Sheila Dikshit: Saumya's parents came to see me. I had gone to se her parents. My point in that was, probably I did not use the correct words, that in a situation where we are living in a society, which is not sensitive to the dignity of women, the sanctity of women, we should be careful. We have to be careful now we've reached a point where we've got a civilised society, which behaves very crudely towards its women. In fact it's very upsetting. I was at that point of time extremely disturbed that a young girl who's going home, so I was like 'arre baba kyon woh akeli gayi, akele nahi jati toh nahi hota aisa shayad. That was my anguish at that point of time and my anguish today also Barkah ji is that I had gone to see the parents. I've been talking to the father everyday, and I've been in touch with the doctors. I think this could not have happened to any society unless there are brutal people living like this. Not only her dignity and honour has been devastated, I mean physically she's been finished, there are no chances of becoming alright also, so it's not just rape, it's murder in a way.

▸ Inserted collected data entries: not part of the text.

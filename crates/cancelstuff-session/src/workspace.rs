//! Per-session working directories.
//!
//! Every session gets its own directory under a temp root. The assistant is
//! run with that directory as its cwd, so concurrent sessions never see each
//! other's files and a single recursive delete releases everything a session
//! produced.

use cancelstuff_core::{CancelError, CancelResult};
use std::io;
use std::path::{Path, PathBuf};
use tracing::{debug, info, warn};
use uuid::Uuid;

/// Name used when sanitization leaves nothing usable.
const FALLBACK_ARTIFACT_NAME: &str = "upload.csv";

/// Provisions, populates and removes session directories.
#[derive(Debug, Clone)]
pub struct Workspace {
    root: PathBuf,
    prefix: String,
    template: Option<PathBuf>,
}

impl Workspace {
    /// Session directories are created as `<root>/<prefix>-<id>`.
    pub fn new(root: impl Into<PathBuf>, prefix: impl Into<String>) -> Self {
        let root = root.into();
        Self {
            root: std::path::absolute(&root).unwrap_or(root),
            prefix: prefix.into(),
            template: None,
        }
    }

    /// Directory whose contents are copied into every new session.
    pub fn with_template(mut self, template: impl Into<PathBuf>) -> Self {
        self.template = Some(template.into());
        self
    }

    pub fn root(&self) -> &Path {
        &self.root
    }

    pub fn template(&self) -> Option<&Path> {
        self.template.as_deref()
    }

    pub fn session_dir(&self, id: Uuid) -> PathBuf {
        self.root.join(format!("{}-{}", self.prefix, id))
    }

    /// Create the directory for `id` and copy the template into it.
    ///
    /// A missing template is only a warning. Any other failure removes
    /// whatever was created and returns [`CancelError::Provisioning`].
    pub async fn provision(&self, id: Uuid) -> CancelResult<PathBuf> {
        let dir = self.session_dir(id);
        tokio::fs::create_dir_all(&dir).await.map_err(|e| {
            CancelError::Provisioning(format!("failed to create {}: {e}", dir.display()))
        })?;

        let Some(template) = self.template.clone() else {
            debug!(session_id = %id, "No template configured");
            return Ok(dir);
        };

        if !tokio::fs::try_exists(&template).await.unwrap_or(false) {
            warn!(
                session_id = %id,
                template = %template.display(),
                "Template directory not found, continuing without support files"
            );
            return Ok(dir);
        }

        let dest = dir.clone();
        let copied = tokio::task::spawn_blocking(move || copy_tree(&template, &dest))
            .await
            .map_err(|e| CancelError::Provisioning(format!("template copy aborted: {e}")))
            .and_then(|r| {
                r.map_err(|e| CancelError::Provisioning(format!("template copy failed: {e}")))
            });

        match copied {
            Ok(files) => {
                info!(session_id = %id, files = files.len(), "Copied template files");
                Ok(dir)
            }
            Err(e) => {
                self.teardown(id).await;
                Err(e)
            }
        }
    }

    /// Write an uploaded artifact into `dir` under a sanitized name.
    pub async fn save_artifact(
        &self,
        dir: &Path,
        bytes: &[u8],
        suggested_name: &str,
    ) -> CancelResult<PathBuf> {
        let path = dir.join(sanitize_filename(suggested_name));
        tokio::fs::write(&path, bytes).await?;
        Ok(path)
    }

    /// Read an artifact back as text. Invalid UTF-8 is replaced, not rejected.
    pub async fn read_artifact(&self, path: &Path) -> CancelResult<String> {
        let bytes = tokio::fs::read(path).await?;
        Ok(String::from_utf8_lossy(&bytes).into_owned())
    }

    /// Recursively remove the directory for `id`. Never fails.
    pub async fn teardown(&self, id: Uuid) {
        let dir = self.session_dir(id);
        match tokio::fs::remove_dir_all(&dir).await {
            Ok(()) => info!(session_id = %id, "Cleaned up session directory"),
            Err(e) if e.kind() == io::ErrorKind::NotFound => {
                debug!(session_id = %id, "Session directory already gone");
            }
            Err(e) => warn!(
                session_id = %id,
                dir = %dir.display(),
                error = %e,
                "Session directory cleanup failed"
            ),
        }
    }
}

/// Reduce `name` to a single safe path component.
///
/// Characters outside `[A-Za-z0-9.-]` become `_` and leading dots are
/// dropped, so the result can never contain a separator or be `.`/`..`.
pub fn sanitize_filename(name: &str) -> String {
    let replaced: String = name
        .chars()
        .map(|c| {
            if c.is_ascii_alphanumeric() || c == '.' || c == '-' {
                c
            } else {
                '_'
            }
        })
        .collect();

    let trimmed = replaced.trim_start_matches('.');
    if trimmed.is_empty() {
        FALLBACK_ARTIFACT_NAME.to_string()
    } else {
        trimmed.to_string()
    }
}

/// Recursively copy the contents of `src` into `dst`.
///
/// Returns the copied files relative to `dst`, sorted.
pub fn copy_tree(src: &Path, dst: &Path) -> io::Result<Vec<PathBuf>> {
    let mut copied = Vec::new();
    copy_tree_inner(src, dst, Path::new(""), &mut copied)?;
    copied.sort();
    Ok(copied)
}

fn copy_tree_inner(
    src: &Path,
    dst: &Path,
    relative: &Path,
    copied: &mut Vec<PathBuf>,
) -> io::Result<()> {
    std::fs::create_dir_all(dst)?;
    for entry in std::fs::read_dir(src)? {
        let entry = entry?;
        let name = entry.file_name();
        let from = entry.path();
        let to = dst.join(&name);
        let rel = relative.join(&name);
        if from.is_dir() {
            copy_tree_inner(&from, &to, &rel, copied)?;
        } else {
            std::fs::copy(&from, &to)?;
            copied.push(rel);
        }
    }
    Ok(())
}

/// Where a skill directory lives inside the session template:
/// `<template_dir>/.claude/skills/<skill name>`, named after `source`.
pub fn skill_dest(template_dir: &Path, source: &Path) -> CancelResult<PathBuf> {
    let name = source
        .components()
        .next_back()
        .and_then(|c| match c {
            std::path::Component::Normal(name) => Some(name),
            _ => None,
        })
        .ok_or_else(|| {
            CancelError::Config(format!("cannot derive a skill name from {}", source.display()))
        })?;
    Ok(template_dir.join(".claude").join("skills").join(name))
}

/// Replace `dest` with a fresh copy of `source`.
///
/// Used to refresh the bundled template from its upstream checkout.
pub async fn sync_template(source: &Path, dest: &Path) -> CancelResult<Vec<PathBuf>> {
    if !tokio::fs::try_exists(source).await.unwrap_or(false) {
        return Err(CancelError::Config(format!(
            "source not found: {}",
            source.display()
        )));
    }

    match tokio::fs::remove_dir_all(dest).await {
        Ok(()) => info!(dest = %dest.display(), "Cleaned existing template files"),
        Err(e) if e.kind() == io::ErrorKind::NotFound => {}
        Err(e) => return Err(e.into()),
    }

    let (source, dest) = (source.to_path_buf(), dest.to_path_buf());
    let files = tokio::task::spawn_blocking(move || copy_tree(&source, &dest))
        .await
        .map_err(|e| CancelError::Task(e.to_string()))??;
    Ok(files)
}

NDTV: So what are we offering her, as a country, as a city? Physically she's been...

Sheila Dikshit: I'm going to see the Chief Justice again today; justice as fast as we can and a message should go across to the people, to society and to the country, that the governments do act and should act as much as they can. But society also, I must tell you that we also have to act, how? I mean you have to start it from schools and colleges, respect your colleague who's a girl. She's not a plaything. She's not a football that can be kicked around. So my point is that the matter is very serious. It requires a holistic change in mindset, stringent laws; accessibility to immediate help. Probably if this girl had a phone with her but she couldn't access anybody, so how do we do that? There are many issues involved in it, many changes that are required, and awareness and I do say that unless these people are not only punished, but also feel ashamed of what they are doing, we would take something half way...

NDTV: You met the parents of this girl, how are they holding up?

Sheila Dikshit: I think they are remarkable people, the father is a loader, the mother is a thin lady, naturally upset and this is the daughter, they have two sons. They kept on saying that this has been very unfortunate, probably they didn't want to talk too much about it, because there must be hesitation in them to talk. But they did tell me will you please look after the sons, one is doing engineering, the other is in 11th or 12th. I said you don't have to worry about them, but I could see the father bent, the mother crying and the doctors absolutely helpless, I told the doctors whatever it takes, if you think sending her in any part of the world is going to help her survive, I'd be happy to do that. But he told me very categorically, you know, her intestines are gone, he told me in front of the parents so that they are aware of it. So I said how's she living, they are putting all types of glucose, saline water or whatever it is, but she's got all her mind there, her heart is beating well, so there you are. But apart from that, these are medical things; the thing is the incident itself. It has shocked all of us out of our wits. Each one of us wants to do something.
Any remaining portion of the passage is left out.